"A mother is a person who seeing there are only four pieces of pie for five people; promptly announces she never did care for pie-"
- Tenneva Jordan
I hope that each of you reading this blog had a wonderful Mother's Day. After enjoying brunch in the morning, then a barbecue in the afternoon, I came home to bake a pie. Actually, a tart. It was relaxing, therapeutic, and it made everyone happy. I also think it was a nice way to honor both of my pie-loving grandmothers watching from above. My grandmother, "Nonny", did so much for us all growing up (just look at the diapers and baby pants hanging on the clothesline behind us!)
Cut a sheet of parchment paper to fit on a cookie sheet. Flour your hands and a rolling pin. Gather the dough up into a ball, and flatten into a disk on a floured counter top. Roll into a 12 inch circle. Transfer the dough onto the parchment lined cookie sheet, place in the fridge while you make the filling.

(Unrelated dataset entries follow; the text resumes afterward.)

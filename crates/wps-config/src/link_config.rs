use wps_core::{LqiMode, MAX_CHANNEL_COUNT, MAX_HOP_SEQUENCE_SIZE, SleepLevel};

/// Fixed point format requested for link statistics
#[derive(Debug, Clone, Copy)]
pub struct CfgFixedPoint {
    pub precision_bits: u8,
    pub integer_bits: u8,
}

impl Default for CfgFixedPoint {
    fn default() -> Self {
        Self {
            precision_bits: 16,
            integer_bits: 15,
        }
    }
}

/// Which sub-protocols are carried in the connection header
#[derive(Debug, Clone, Copy, Default)]
pub struct CfgHeader {
    /// Coordinator's hopping sequence position, adopted by the node
    pub channel_index_enabled: bool,
    pub rdo_enabled: bool,
    pub ranging_phase_provider: bool,
    pub ranging_phase_accumulator: bool,
}

#[derive(Debug, Clone, Copy)]
pub struct CfgRdo {
    /// Offset modulus. 0 selects the default of 15
    pub rollover: u16,
    /// When false, the counter still runs but contributes no offset
    pub enabled: bool,
}

impl Default for CfgRdo {
    fn default() -> Self {
        Self {
            rollover: 15,
            enabled: true,
        }
    }
}

/// Channel hopping sequence shared by both ends of a connection
#[derive(Debug, Clone)]
pub struct CfgChannelHopping {
    /// Channel numbers in hop order, each below `MAX_CHANNEL_COUNT`. Repeats are allowed
    pub channel_sequence: Vec<u8>,
    /// Remap the distinct channels through a permutation seeded with `random_sequence_seed`
    pub random_sequence_enabled: bool,
    pub random_sequence_seed: u8,
}

impl Default for CfgChannelHopping {
    fn default() -> Self {
        Self {
            channel_sequence: vec![0, 1, 2, 3, 4],
            random_sequence_enabled: false,
            random_sequence_seed: 0,
        }
    }
}

/// Stop and wait ARQ. A zero TTL disables that limit
#[derive(Debug, Clone, Copy, Default)]
pub struct CfgSawArq {
    pub enabled: bool,
    pub ttl_ms: u16,
    pub ttl_retries: u16,
}

#[derive(Debug, Clone, Copy, Default)]
pub struct CfgLqi {
    pub mode: LqiMode,
}

#[derive(Debug, Clone, Copy)]
pub struct CfgMultiRadio {
    pub radio_count: u8,
    /// Minimum samples on every radio before a selection is made
    pub avg_sample_count: u16,
    /// Margin a candidate must beat the replying radio by, in tenths of dB
    pub hysteresis_tenth_db: u16,
    /// 0: automatic selection. Otherwise forces radio `radio_select - 1`
    pub radio_select: u8,
}

impl Default for CfgMultiRadio {
    fn default() -> Self {
        Self {
            radio_count: 2,
            avg_sample_count: 64,
            hysteresis_tenth_db: 25,
            radio_select: 0,
        }
    }
}

/// Clear channel assessment parameters
#[derive(Debug, Clone, Copy, Default)]
pub struct CfgCca {
    pub enable: bool,
    pub max_try_count: u8,
    pub retry_time_pll_cycles: u16,
}

#[derive(Debug, Clone, Copy)]
pub struct CfgTdmaSync {
    pub sleep_level: SleepLevel,
    pub setup_time_pll_cycles: u16,
    /// Consecutive lost frames before the slave falls back to syncing
    pub frame_lost_max_count: u16,
    pub sync_word_size_bits: u8,
    pub preamble_size_bits: u16,
    pub pll_startup_xtal_cycles: u8,
    pub cca: CfgCca,
}

impl Default for CfgTdmaSync {
    fn default() -> Self {
        Self {
            sleep_level: SleepLevel::Idle,
            setup_time_pll_cycles: 147,
            frame_lost_max_count: 50,
            sync_word_size_bits: 32,
            preamble_size_bits: 94,
            pll_startup_xtal_cycles: 64,
            cca: CfgCca::default(),
        }
    }
}

#[derive(Debug, Clone, Default)]
pub struct LinkConfig {
    pub debug_log: Option<String>,
    pub fixed_point: CfgFixedPoint,
    pub header: CfgHeader,
    pub rdo: CfgRdo,
    pub channel_hopping: CfgChannelHopping,
    pub saw_arq: CfgSawArq,
    pub lqi: CfgLqi,
    pub multi_radio: CfgMultiRadio,
    pub tdma_sync: CfgTdmaSync,
}

impl LinkConfig {
    /// Validate that all configuration fields are within usable ranges.
    pub fn validate(&self) -> Result<(), &str> {
        if self.multi_radio.radio_count == 0 {
            return Err("multi_radio.radio_count must be at least 1");
        }
        if self.multi_radio.radio_select > self.multi_radio.radio_count {
            return Err("multi_radio.radio_select exceeds radio_count");
        }
        if self.multi_radio.avg_sample_count == 0 {
            return Err("multi_radio.avg_sample_count must be nonzero");
        }
        let sequence = &self.channel_hopping.channel_sequence;
        if sequence.is_empty() || sequence.len() > MAX_HOP_SEQUENCE_SIZE {
            return Err("channel_hopping.channel_sequence must hold 1 to 256 channels");
        }
        if sequence.iter().any(|&c| c as usize >= MAX_CHANNEL_COUNT) {
            return Err("channel_hopping.channel_sequence holds a channel out of range");
        }
        if self.tdma_sync.frame_lost_max_count == 0 {
            return Err("tdma_sync.frame_lost_max_count must be nonzero");
        }
        if self.tdma_sync.cca.enable && self.tdma_sync.cca.retry_time_pll_cycles == 0 {
            return Err("tdma_sync.cca.retry_time_pll_cycles must be nonzero when CCA is enabled");
        }
        Ok(())
    }
}

#[cfg(test)]
mod tests {
    use super::*;

    #[test]
    fn test_default_config_is_valid() {
        assert!(LinkConfig::default().validate().is_ok());
    }

    #[test]
    fn test_radio_select_out_of_range() {
        let mut cfg = LinkConfig::default();
        cfg.multi_radio.radio_select = 3;
        assert!(cfg.validate().is_err());
        cfg.multi_radio.radio_select = 2;
        assert!(cfg.validate().is_ok());
    }

    #[test]
    fn test_channel_sequence_checked() {
        let mut cfg = LinkConfig::default();
        cfg.channel_hopping.channel_sequence = vec![];
        assert!(cfg.validate().is_err());
        cfg.channel_hopping.channel_sequence = vec![2, 2, 4, 0];
        assert!(cfg.validate().is_ok());
        cfg.channel_hopping.channel_sequence = vec![1, MAX_CHANNEL_COUNT as u8];
        assert!(cfg.validate().is_err());
    }
}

Heat the oven to 375 degrees.filling: Wash and hull the strawberries. Halve 1/2 pound of the berries into a bowl and set aside. Now quarter the remaining berries lengthwise into a large bowl. Sprinkle with the sugar, cornstarch, lemon zest, and pinch of nutmeg. Cut the cold butter into small pieces right over the berries, then gently toss to coat. Remove the dough from the fridge. Pile berry mixture in an even mound in the center of the dough (leave about 2 inches of dough edge). Gently lift the dough edges up and onto the filling.

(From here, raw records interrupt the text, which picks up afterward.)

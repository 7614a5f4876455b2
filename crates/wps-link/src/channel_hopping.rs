//! Channel hopping sequence.
//!
//! A connection walks a fixed channel sequence, one step per hop. Channel numbers in the
//! sequence are first mapped through a lookup table so that the same configured sequence can be
//! shuffled per network: the distinct channels, in first-seen order, are assigned a seeded
//! permutation of themselves. Both ends build the same table from the same configuration, so only
//! the position in the sequence needs to be exchanged.

use rand::rngs::StdRng;
use rand::{Rng, SeedableRng};

use wps_config::CfgChannelHopping;
use wps_core::{LinkError, MAX_CHANNEL_COUNT, MAX_HOP_SEQUENCE_SIZE};

#[derive(Debug, Clone, PartialEq, Eq)]
pub struct ChannelHopping {
    hop_seq_index: u8,
    channel_sequence: Vec<u8>,
    /// Configured channel number -> channel actually used
    channel_lookup_table: [u8; MAX_CHANNEL_COUNT],
}

impl ChannelHopping {
    pub fn new(
        channel_sequence: &[u8],
        random_sequence_enabled: bool,
        random_sequence_seed: u8,
    ) -> Result<Self, LinkError> {
        if channel_sequence.is_empty() || channel_sequence.len() > MAX_HOP_SEQUENCE_SIZE {
            return Err(LinkError::ChannelSequenceLength {
                len: channel_sequence.len(),
                max: MAX_HOP_SEQUENCE_SIZE,
            });
        }
        if let Some(&channel) = channel_sequence.iter().find(|&&c| c as usize >= MAX_CHANNEL_COUNT) {
            return Err(LinkError::InvalidChannel {
                channel,
                max: MAX_CHANNEL_COUNT,
            });
        }

        let distinct = distinct_channels(channel_sequence);
        let remapped = if random_sequence_enabled {
            shuffle(&distinct, random_sequence_seed)
        } else {
            distinct.clone()
        };

        let mut channel_lookup_table: [u8; MAX_CHANNEL_COUNT] = std::array::from_fn(|c| c as u8);
        for (&from, &to) in distinct.iter().zip(remapped.iter()) {
            channel_lookup_table[from as usize] = to;
        }
        tracing::debug!(
            "channel hopping: {} hops over {:?} remapped to {:?}",
            channel_sequence.len(),
            distinct,
            remapped
        );

        Ok(Self {
            hop_seq_index: 0,
            channel_sequence: channel_sequence.to_vec(),
            channel_lookup_table,
        })
    }

    pub fn from_config(cfg: &CfgChannelHopping) -> Result<Self, LinkError> {
        Self::new(&cfg.channel_sequence, cfg.random_sequence_enabled, cfg.random_sequence_seed)
    }

    /// Advances `increment` hops, wrapping at the end of the sequence
    pub fn increment_sequence(&mut self, increment: u8) {
        let next = (self.hop_seq_index as usize + increment as usize) % self.channel_sequence.len();
        self.hop_seq_index = next as u8;
    }

    /// Jumps to `seq_index`, reduced modulo the sequence size
    pub fn set_seq_index(&mut self, seq_index: u8) {
        self.hop_seq_index = (seq_index as usize % self.channel_sequence.len()) as u8;
    }

    pub fn get_seq_index(&self) -> u8 {
        self.hop_seq_index
    }

    /// Channel for the current hop
    pub fn get_channel(&self) -> u8 {
        let configured = self.channel_sequence[self.hop_seq_index as usize];
        self.channel_lookup_table[configured as usize]
    }

    pub fn sequence_size(&self) -> usize {
        self.channel_sequence.len()
    }
}

fn distinct_channels(sequence: &[u8]) -> Vec<u8> {
    let mut distinct = Vec::with_capacity(MAX_CHANNEL_COUNT);
    for &channel in sequence {
        if !distinct.contains(&channel) {
            distinct.push(channel);
        }
    }
    distinct
}

/// Draws the channels one by one from the remaining pool
fn shuffle(channels: &[u8], seed: u8) -> Vec<u8> {
    let mut rng = StdRng::seed_from_u64(seed as u64);
    let mut pool = channels.to_vec();
    let mut out = Vec::with_capacity(pool.len());
    while !pool.is_empty() {
        let k = rng.random_range(0..pool.len());
        out.push(pool.remove(k));
    }
    out
}

#[cfg(test)]
mod tests {
    use super::*;

    fn channels_of_one_round(ch: &mut ChannelHopping) -> Vec<u8> {
        (0..ch.sequence_size())
            .map(|_| {
                let c = ch.get_channel();
                ch.increment_sequence(1);
                c
            })
            .collect()
    }

    #[test]
    fn test_plain_sequence() {
        let mut ch = ChannelHopping::new(&[2, 0, 4, 0], false, 0).unwrap();
        assert_eq!(channels_of_one_round(&mut ch), vec![2, 0, 4, 0]);
        assert_eq!(ch.get_seq_index(), 0);
    }

    #[test]
    fn test_increment_wraps() {
        let mut ch = ChannelHopping::new(&[0, 1, 2], false, 0).unwrap();
        ch.increment_sequence(2);
        assert_eq!(ch.get_seq_index(), 2);
        ch.increment_sequence(2);
        assert_eq!(ch.get_seq_index(), 1);
        ch.increment_sequence(255);
        // (1 + 255) mod 3
        assert_eq!(ch.get_seq_index(), 1);
    }

    #[test]
    fn test_set_seq_index() {
        let mut ch = ChannelHopping::new(&[3, 1, 4, 1], false, 0).unwrap();
        ch.set_seq_index(2);
        assert_eq!(ch.get_seq_index(), 2);
        assert_eq!(ch.get_channel(), 4);
        // Index past the end wraps instead of pointing outside the sequence
        ch.set_seq_index(9);
        assert_eq!(ch.get_seq_index(), 1);
        assert_eq!(ch.get_channel(), 1);
    }

    #[test]
    fn test_random_remap_is_permutation_of_used_channels() {
        let sequence = [4, 1, 1, 3, 4, 0];
        let mut ch = ChannelHopping::new(&sequence, true, 42).unwrap();
        let hops = channels_of_one_round(&mut ch);

        // Same configured channel always lands on the same channel
        assert_eq!(hops[1], hops[2]);
        assert_eq!(hops[0], hops[4]);
        let mut used: Vec<u8> = distinct_channels(&hops);
        used.sort_unstable();
        assert_eq!(used, vec![0, 1, 3, 4]);
    }

    #[test]
    fn test_same_seed_same_table() {
        let a = ChannelHopping::new(&[0, 1, 2, 3, 4], true, 7).unwrap();
        let b = ChannelHopping::new(&[0, 1, 2, 3, 4], true, 7).unwrap();
        assert_eq!(a, b);
    }

    #[test]
    fn test_rejects_bad_sequence() {
        assert_eq!(
            ChannelHopping::new(&[], false, 0),
            Err(LinkError::ChannelSequenceLength {
                len: 0,
                max: MAX_HOP_SEQUENCE_SIZE
            })
        );
        assert_eq!(
            ChannelHopping::new(&[0, 5], false, 0),
            Err(LinkError::InvalidChannel {
                channel: 5,
                max: MAX_CHANNEL_COUNT
            })
        );
        assert!(ChannelHopping::new(&[1; MAX_HOP_SEQUENCE_SIZE], false, 0).is_ok());
        assert!(ChannelHopping::new(&[1; MAX_HOP_SEQUENCE_SIZE + 1], false, 0).is_err());
    }

    #[test]
    fn test_from_default_config() {
        let ch = ChannelHopping::from_config(&CfgChannelHopping::default()).unwrap();
        assert_eq!(ch.sequence_size(), 5);
        assert_eq!(ch.get_channel(), 0);
    }
}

Pat the crust gently to firm up around the berries. Brush dough with the beaten egg, then sprinkle with 2 tablespoons of sugar.

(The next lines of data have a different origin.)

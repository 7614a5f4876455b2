pub mod channel_hopping;
pub mod header;
pub mod link_protocol;
pub mod lqi;
pub mod multi_radio;
pub mod ranging;
pub mod rdo;
pub mod saw_arq;
pub mod tdma_sync;

pub use channel_hopping::ChannelHopping;
pub use header::{HeaderCfg, LinkMac, configure_header_connection, header_size};
pub use link_protocol::{LinkProtocol, LinkProtocolCfg, LinkProtocolInitCfg, MAX_NUMBER_OF_PROTOCOL};
pub use lqi::{Lqi, LqiSample};
pub use multi_radio::MultiRadio;
pub use ranging::{PhaseData, PhaseInfo};
pub use rdo::LinkRdo;
pub use saw_arq::SawArq;
pub use tdma_sync::{SyncState, TdmaSync};
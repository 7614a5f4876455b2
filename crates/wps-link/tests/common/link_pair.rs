use wps_config::LinkConfig;
use wps_core::NodeRole;
use wps_link::{HeaderCfg, LinkMac, LinkProtocol, configure_header_connection};

/// Creates a default config for testing, with every header field enabled.
/// It can still be modified before passing it to `LinkPair::new`
pub fn default_test_config() -> LinkConfig {
    let mut cfg = LinkConfig::default();
    cfg.header.channel_index_enabled = true;
    cfg.header.rdo_enabled = true;
    cfg.header.ranging_phase_provider = true;
    cfg.header.ranging_phase_accumulator = true;
    cfg.rdo.rollover = 15;
    cfg
}

/// Both ends of one connection, each with its own header table built from the same config
pub struct LinkPair {
    pub coord: LinkMac,
    pub node: LinkMac,
    coord_header: LinkProtocol<LinkMac>,
    node_header: LinkProtocol<LinkMac>,
    pub frame: Vec<u8>,
}

impl LinkPair {
    pub fn new(cfg: &LinkConfig) -> Self {
        let header_cfg = HeaderCfg::from(&cfg.header);
        let coord_header = configure_header_connection(&header_cfg).unwrap();
        let node_header = configure_header_connection(&header_cfg).unwrap();
        let frame = vec![0u8; coord_header.max_buffer_size()];
        Self {
            coord: LinkMac::new(NodeRole::Coordinator, cfg).unwrap(),
            node: LinkMac::new(NodeRole::Node, cfg).unwrap(),
            coord_header,
            node_header,
            frame,
        }
    }

    /// Coordinator builds a header, node parses it. Returns the header length.
    pub fn coord_to_node(&mut self) -> usize {
        let len = self.coord_header.send_buffer(&mut self.coord, &mut self.frame).unwrap();
        self.node_header.receive_buffer(&mut self.node, &self.frame[..len]).unwrap();
        len
    }

    /// Node builds a header, coordinator parses it. Returns the header length.
    pub fn node_to_coord(&mut self) -> usize {
        let len = self.node_header.send_buffer(&mut self.node, &mut self.frame).unwrap();
        self.coord_header.receive_buffer(&mut self.coord, &self.frame[..len]).unwrap();
        len
    }

    pub fn header_layout(&self) -> Vec<(usize, usize)> {
        self.coord_header.layout().collect()
    }
}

Bake about 35 minutes, or until crust is golden and filling is bubbling. Remove from the oven and cool about 15 minutes. When the pie is cooled, microwave the 2 tablespoons of jelly until bubbling and watery. Whisk until smooth.
Arrange remaining halved strawberries cut side down on top of the cooked filling. Lightly brush berries with the warm jelly. Cool completely (room temperature).
Serve with ice cream, cool whip or whipped cream.